A Blog by the Editor of The Middle East Journal

Putting Middle Eastern Events in Cultural and Historical Context

Friday, July 6, 2012

The Manaf Tlas Defection

Close families: Bashar and Manaf

Here is why the Manaf Tlas defection matters: Hafiz al-Asad, father of Bashar al-Asad, and Mustafa Tlas, father of Manaf, met at the Syrian  Military Academy in Homs in the early 1950s and became lifelong friends. During the 1958-61 United Arab Republic, when Egypt and Syria were united, the two men were stationed together in Egypt. When the UAR collapsed, the Nasser regime arrested Asad; Tlas accompanied Asad's family safely back to Syria.

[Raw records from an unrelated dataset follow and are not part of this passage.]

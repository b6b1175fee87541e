//! Shared utilities for command handlers

use crate::config::Config;
use crate::error::{Error, Result};
use crate::logging::timing::Timer;
use schemaver_core::Schema;
use schemaver_schemas::SchemaLoader;
use std::path::Path;

/// Load an introspection file, reporting a missing file as such
pub fn load_schema(loader: &mut SchemaLoader, path: &Path) -> Result<Schema> {
    if !path.exists() {
        return Err(Error::FileNotFound {
            path: path.to_path_buf(),
        });
    }

    let _timer = Timer::with_details("load_schema", &path.display().to_string());
    let schema = loader.load_schema(path)?;
    tracing::debug!(
        path = %path.display(),
        types = schema.types.len(),
        directives = schema.directives.len(),
        "schema loaded"
    );
    Ok(schema)
}

/// Version of the previous schema: `--current`, else the configured default
pub fn resolve_current_version(current: Option<&str>, config: &Config) -> Result<String> {
    match current {
        Some(version) if version.trim().is_empty() => {
            Err(Error::invalid_args("--current must not be empty"))
        }
        Some(version) => Ok(version.to_string()),
        None => Ok(config.default_version.clone()),
    }
}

Asad showed his gratitude for the rest of his career; Tlas served as his longtime Defense Minister, despite a penchant for embarrassing comments to the press. Bashar al-Asad has known Tlas' sons Firas and Manaf all his life. The father, Mustafa Tlas, now 80, is believed to be outside the country; some say he is undergoing medical treatment in Paris. There are reports that Firas, who is a businessman, is also outside the country. But Manaf was a serving military officer, a general. Now he is  in Turkey, a defection, confirmed after a day of rumors, that hits quite close to the Asad family. The elder Tlas, along with former Vice President Abdel Halim Khaddam, was one of the two visible high-level Sunnis in the largely Alawite regime of Hafiz al-Asad; Khaddam had left the country and broken with Bashar even before the uprising. Now the family that symbolized the presence of Sunnis in the Asad regime has broken with the Asads.

Joshua Landis, who has been very cautious about writing off Bashar, now says, "The Tlas defection sends the sign that the regime is done for."